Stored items

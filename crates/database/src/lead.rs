//! Lead projection operations.

use sqlx::SqlitePool;

use crate::error::{DatabaseError, Result};
use crate::models::{Lead, LeadUpsert};

const COLUMNS: &str = "id, crm_lead_id, call_record_id, lead_owner_id, phone_number, \
                       first_name, last_name, email, lead_source, lead_status, \
                       recording_attached, note_added, synced_at";

/// Create or refresh the local projection of a CRM lead.
///
/// Keyed by the external lead id; a later call for the same lead moves the
/// projection to the newest call record and sync timestamp.
pub async fn upsert(pool: &SqlitePool, lead: &LeadUpsert) -> Result<()> {
    sqlx::query(
        r#"
        INSERT INTO leads (
            crm_lead_id, call_record_id, lead_owner_id, phone_number,
            first_name, last_name, email, lead_source, lead_status,
            note_added, synced_at
        )
        VALUES (?, ?, ?, ?, ?, ?, ?, ?, ?, ?, ?)
        ON CONFLICT(crm_lead_id) DO UPDATE SET
            call_record_id = excluded.call_record_id,
            lead_owner_id = excluded.lead_owner_id,
            lead_status = excluded.lead_status,
            note_added = excluded.note_added,
            synced_at = excluded.synced_at,
            updated_at = datetime('now')
        "#,
    )
    .bind(&lead.crm_lead_id)
    .bind(lead.call_record_id)
    .bind(lead.lead_owner_id)
    .bind(&lead.phone_number)
    .bind(&lead.first_name)
    .bind(&lead.last_name)
    .bind(&lead.email)
    .bind(&lead.lead_source)
    .bind(&lead.lead_status)
    .bind(lead.note_added)
    .bind(lead.synced_at)
    .execute(pool)
    .await?;

    Ok(())
}

/// Get a lead projection by external CRM lead id.
pub async fn get_by_crm_id(pool: &SqlitePool, crm_lead_id: &str) -> Result<Lead> {
    sqlx::query_as::<_, Lead>(&format!(
        "SELECT {COLUMNS} FROM leads WHERE crm_lead_id = ?"
    ))
    .bind(crm_lead_id)
    .fetch_optional(pool)
    .await?
    .ok_or_else(|| DatabaseError::NotFound {
        entity: "Lead",
        id: crm_lead_id.to_string(),
    })
}

/// Flag that the call recording was attached in the CRM.
pub async fn set_recording_attached(pool: &SqlitePool, crm_lead_id: &str) -> Result<()> {
    let result = sqlx::query(
        r#"
        UPDATE leads
        SET recording_attached = 1, updated_at = datetime('now')
        WHERE crm_lead_id = ?
        "#,
    )
    .bind(crm_lead_id)
    .execute(pool)
    .await?;

    if result.rows_affected() == 0 {
        return Err(DatabaseError::NotFound {
            entity: "Lead",
            id: crm_lead_id.to_string(),
        });
    }

    Ok(())
}

/// Count stored lead projections.
pub async fn count(pool: &SqlitePool) -> Result<i64> {
    let count = sqlx::query_scalar::<_, i64>(
        r#"
        SELECT COUNT(*) FROM leads
        "#,
    )
    .fetch_one(pool)
    .await?;

    Ok(count)
}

(WORK ORDER) Copy the lines that hold the word "LeadUpsert". Take them from the records above.

(YOUR RESPONSE)
use crate::models::{Lead, LeadUpsert};
pub async fn upsert(pool: &SqlitePool, lead: &LeadUpsert) -> Result<()> {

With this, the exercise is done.